--- START ---
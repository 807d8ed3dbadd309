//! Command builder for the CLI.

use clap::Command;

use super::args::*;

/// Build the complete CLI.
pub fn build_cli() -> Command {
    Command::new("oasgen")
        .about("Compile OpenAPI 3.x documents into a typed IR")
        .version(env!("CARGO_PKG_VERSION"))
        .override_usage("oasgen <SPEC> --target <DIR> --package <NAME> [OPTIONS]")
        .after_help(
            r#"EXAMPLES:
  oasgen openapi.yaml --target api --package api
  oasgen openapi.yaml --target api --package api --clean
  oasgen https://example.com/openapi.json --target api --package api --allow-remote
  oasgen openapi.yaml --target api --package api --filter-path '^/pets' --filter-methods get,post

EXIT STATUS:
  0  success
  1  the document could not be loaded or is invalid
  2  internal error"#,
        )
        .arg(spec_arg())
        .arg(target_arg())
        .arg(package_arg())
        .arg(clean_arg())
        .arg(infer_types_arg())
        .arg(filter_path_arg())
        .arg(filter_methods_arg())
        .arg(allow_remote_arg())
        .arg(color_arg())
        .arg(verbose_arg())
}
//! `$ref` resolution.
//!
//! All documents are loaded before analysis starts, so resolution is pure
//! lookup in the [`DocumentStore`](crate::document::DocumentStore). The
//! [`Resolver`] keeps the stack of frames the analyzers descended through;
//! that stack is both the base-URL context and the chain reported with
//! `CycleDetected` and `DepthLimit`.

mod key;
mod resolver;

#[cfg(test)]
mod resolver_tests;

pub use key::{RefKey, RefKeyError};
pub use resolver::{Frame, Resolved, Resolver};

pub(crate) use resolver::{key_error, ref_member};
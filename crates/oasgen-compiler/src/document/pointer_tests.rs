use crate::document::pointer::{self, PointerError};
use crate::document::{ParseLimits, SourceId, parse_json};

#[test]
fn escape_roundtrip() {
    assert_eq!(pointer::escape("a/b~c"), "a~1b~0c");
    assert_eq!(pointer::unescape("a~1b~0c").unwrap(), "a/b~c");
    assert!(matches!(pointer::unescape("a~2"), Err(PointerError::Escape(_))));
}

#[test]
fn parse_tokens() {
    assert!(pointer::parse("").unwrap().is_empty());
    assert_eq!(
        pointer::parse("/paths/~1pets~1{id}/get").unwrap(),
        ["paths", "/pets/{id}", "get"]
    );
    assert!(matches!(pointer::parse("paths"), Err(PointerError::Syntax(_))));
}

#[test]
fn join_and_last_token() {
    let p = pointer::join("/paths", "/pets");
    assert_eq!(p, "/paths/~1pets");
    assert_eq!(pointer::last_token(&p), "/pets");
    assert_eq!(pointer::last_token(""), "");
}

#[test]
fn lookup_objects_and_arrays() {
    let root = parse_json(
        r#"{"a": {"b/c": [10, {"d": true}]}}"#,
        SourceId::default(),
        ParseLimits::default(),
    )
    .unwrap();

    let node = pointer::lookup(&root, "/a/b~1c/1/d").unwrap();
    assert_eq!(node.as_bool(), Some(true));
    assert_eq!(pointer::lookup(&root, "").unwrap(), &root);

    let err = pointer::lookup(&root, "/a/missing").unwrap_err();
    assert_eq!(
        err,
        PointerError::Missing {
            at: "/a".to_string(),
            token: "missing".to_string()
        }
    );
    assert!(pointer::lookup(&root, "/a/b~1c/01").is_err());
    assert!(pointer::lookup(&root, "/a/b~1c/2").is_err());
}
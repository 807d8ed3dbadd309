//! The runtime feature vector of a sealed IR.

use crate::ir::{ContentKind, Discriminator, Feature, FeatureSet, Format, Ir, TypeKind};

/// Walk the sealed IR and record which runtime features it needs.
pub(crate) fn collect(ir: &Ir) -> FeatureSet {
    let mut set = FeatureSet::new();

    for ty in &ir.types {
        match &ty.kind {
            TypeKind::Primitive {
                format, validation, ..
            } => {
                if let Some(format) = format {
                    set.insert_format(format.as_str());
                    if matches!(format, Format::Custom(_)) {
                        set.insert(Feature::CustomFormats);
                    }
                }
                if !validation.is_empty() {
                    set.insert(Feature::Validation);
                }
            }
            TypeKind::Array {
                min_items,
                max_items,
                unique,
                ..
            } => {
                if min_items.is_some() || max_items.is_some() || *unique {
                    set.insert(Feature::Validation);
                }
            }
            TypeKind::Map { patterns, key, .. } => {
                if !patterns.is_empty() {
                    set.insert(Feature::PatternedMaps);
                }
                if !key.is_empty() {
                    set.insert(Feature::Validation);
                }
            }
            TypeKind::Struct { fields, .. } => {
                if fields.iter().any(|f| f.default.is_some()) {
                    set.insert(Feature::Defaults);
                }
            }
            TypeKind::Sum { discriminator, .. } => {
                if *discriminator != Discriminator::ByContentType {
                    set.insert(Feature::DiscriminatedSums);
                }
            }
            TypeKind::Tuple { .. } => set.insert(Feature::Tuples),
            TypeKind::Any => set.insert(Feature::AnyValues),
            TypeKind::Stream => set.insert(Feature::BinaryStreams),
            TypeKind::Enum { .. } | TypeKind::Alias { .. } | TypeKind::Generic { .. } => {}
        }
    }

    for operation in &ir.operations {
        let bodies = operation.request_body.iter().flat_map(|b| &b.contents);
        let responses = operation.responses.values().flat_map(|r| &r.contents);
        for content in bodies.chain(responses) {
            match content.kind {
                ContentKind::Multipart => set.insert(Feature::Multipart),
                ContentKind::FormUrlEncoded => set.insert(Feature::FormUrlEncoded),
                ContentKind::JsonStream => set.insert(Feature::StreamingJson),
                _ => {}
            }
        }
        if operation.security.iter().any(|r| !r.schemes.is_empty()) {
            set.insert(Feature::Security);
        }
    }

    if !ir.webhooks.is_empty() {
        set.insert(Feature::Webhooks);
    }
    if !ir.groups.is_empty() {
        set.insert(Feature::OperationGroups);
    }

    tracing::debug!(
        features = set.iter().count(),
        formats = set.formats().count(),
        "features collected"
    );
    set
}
--- END ---
• **Problem statement**
Match on "sealed": copy every line in the records that has it.

• **Your solution**
//! The runtime feature vector of a sealed IR.
/// Walk the sealed IR and record which runtime features it needs.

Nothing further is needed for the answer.